第34話 バンテージ

数日後。


部活に行ったんだけど、中田のことが気になって仕方ない。



ロードワークに行くと、公園の近くで千尋の姿を見つけ、勢いよく走り抜けていた。



部活を終え、自宅に帰った後、バンテージを洗おうとすると、またしても中田の言葉が頭をよぎる。


『ネットもないし、手洗いするか…』


洗面所に水を貯めていると、インターホンが鳴り響き、何も考えずにドアを開けると、千尋が笑顔で立っていた。

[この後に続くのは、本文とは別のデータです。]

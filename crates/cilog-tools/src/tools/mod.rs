//! Named tools an orchestrator invokes with JSON arguments.

pub mod check_log_size;
pub mod log_stats;
pub mod parse_ci_output;
pub mod read_full_log;
pub mod read_job_index;
pub mod read_job_summary;
pub mod read_workspace_file;
pub mod search_log;

use serde_json::Value;

use crate::error::{LogError, LogResult};
use crate::types::{LogTool, ToolResult};

/// Every tool, in the order they are usually called.
pub fn all_tools() -> Vec<Box<dyn LogTool>> {
    vec![
        Box::new(read_job_index::ReadJobIndex),
        Box::new(check_log_size::CheckLogSize),
        Box::new(read_job_summary::ReadJobSummary),
        Box::new(log_stats::LogStatsTool),
        Box::new(search_log::SearchLog),
        Box::new(read_full_log::ReadFullLog),
        Box::new(read_workspace_file::ReadWorkspaceFile),
        Box::new(parse_ci_output::ParseCiOutput),
    ]
}

pub(crate) fn required_str<'a>(args: &'a Value, key: &str) -> LogResult<&'a str> {
    args[key]
        .as_str()
        .ok_or_else(|| LogError::Other(format!("missing '{key}' argument")))
}

pub(crate) fn optional_usize(args: &Value, key: &str) -> LogResult<Option<usize>> {
    match &args[key] {
        Value::Null => Ok(None),
        v => v
            .as_u64()
            .map(|n| Some(n as usize))
            .ok_or_else(|| LogError::Other(format!("'{key}' must be a non-negative integer"))),
    }
}

pub(crate) fn no_log(tool: &str, folder: &str) -> ToolResult {
    ToolResult::failure(tool, format!("no log found for job '{folder}'"))
}

/// Map a missing file to a failed result; other errors propagate.
pub(crate) fn or_missing<T>(
    result: LogResult<T>,
    on_missing: impl FnOnce() -> ToolResult,
) -> LogResult<Result<T, ToolResult>> {
    match result {
        Ok(v) => Ok(Ok(v)),
        Err(LogError::NotFound(_)) => Ok(Err(on_missing())),
        Err(e) => Err(e),
    }
}


#[cfg(test)]
mod tests {
    use super::*;
    use serde_json::json;
    use std::collections::HashSet;

    #[test]
    fn tool_names_unique() {
        let tools = all_tools();
        let names: HashSet<&str> = tools.iter().map(|t| t.name()).collect();
        assert_eq!(names.len(), tools.len());
        assert_eq!(tools.len(), 8);
    }

    #[test]
    fn schemas_are_objects() {
        for tool in all_tools() {
            let schema = tool.parameters_schema();
            assert_eq!(schema["type"], "object", "{}", tool.name());
            assert!(!tool.description().is_empty());
        }
    }

    #[test]
    fn argument_helpers() {
        let args = json!({"folder": "core-ci", "n": 5, "bad": -1});
        assert_eq!(required_str(&args, "folder").unwrap(), "core-ci");
        assert!(required_str(&args, "missing").is_err());
        assert_eq!(optional_usize(&args, "n").unwrap(), Some(5));
        assert_eq!(optional_usize(&args, "missing").unwrap(), None);
        assert!(optional_usize(&args, "bad").is_err());
    }
}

家の場所を教えていないのに、当然のように家の前に立つ千尋に、かなり驚いていると、千尋は何事もなかったかのように切り出し、家の中に入ってきた。


「お弁当買ってきたから食べよ」


「え? ちょっと待てって…」


「あー、お水止め忘れてるよぉ。 もう仕方ないなぁ… これ洗うのやってあげるから、先に食べてて」


千尋はそう言った後、バンテージを洗面所の横にある洗濯機に放り込み、スイッチを入れていた。


「…なんでここがわかった?」


「この前、うちに忘れ物したでしょ? 今日、気づかなかったみたいだから、追いかけたの。 これ奏介のでしょ?」


そう言いながら男物のハンカチを渡されたんだけど、俺のものではない。


「俺のじゃねぇよ」


「あれ? じゃあ、お父さん新しいの買ったのかな? もう! お姉ちゃんったら、また間違えて私の部屋に持ってきたんだ。 そういえばお父さんね、今、外国人選手のスカウトに行ってるんだって! 自分のジムを立ち上げようとしてるみたい」


「マジで!?」


「やっぱり、根はボクサーなんだね。 『私に気を使って話さなかった』って、昨日、電話が来たの。 奏介のこと話したら、『今度、戦ってるところを見たい』って言ってたよ」


流暢に話す千尋の笑顔に、胸の高鳴りを抑えきれないでいた。



千尋の買ってきた弁当を食べていると、数分後に洗濯機の合図が鳴り響き、千尋は洗濯機のほうに向かっていたんだけど、絡まりあったバンテージを解くこともなく、そのまま干し始めていた。



近づいてこようとする千尋を避け続け、会話を避けるようにつぶやいた。


「そろそろ帰りなよ」


「あ、もう乾いたかなぁ?」


千尋は慌てたようにベランダに出て、干してあったバンテージを取り込んだんだけど、それを解くのに苦労していたと思ったら…


突然、カバンからハサミを取り出し、切り刻み始めた。


「ちょ! 何してんだよ!!」


「え? 絡まって解けないじゃん」


「切ったら使えねぇだろ? 何考えてんだよ!」


「これだけ長ければ大丈夫じゃん。 包帯でしょ?」



千尋の言葉に、思考が停止してしまい、何も考えられないでいた。



バンテージを知らないボクサーはいない。


包帯とバンテージは似てるけど、厚みが全然違うし、ボクシング経験者だったら、咄嗟にバンテージって言葉が出るはずなのに、何の躊躇もなく『包帯』と言い切ったことが信じられなかったし、当たり前のように、切り刻んだことも信じられない。



『もしかしたら、ボクサーじゃない? でも、ケガして辞めたって言ってたし、どういうことだ? ファイティングポーズ見ればわかるかも…』


そう思い立ち、千尋に切り出した。


「…ファイティングポーズ取って」


「だからさ… ボクシングの話はしないでって言ったじゃん」


「いいから取れよ」


「…どうして嫌がることをさせるの?」


千尋はボロボロと涙を流し、手で顔を覆い隠す。


『また泣いた…』


かなりうんざりしながらトレーニングウェアに着替え、ため息交じりに切り出した。


「トレーニング行くから帰れ」


「…わかった。 ランニング、頑張ってね」


千尋は諦めたようにそう言い、涙を手で拭いながら立ち上がっていた。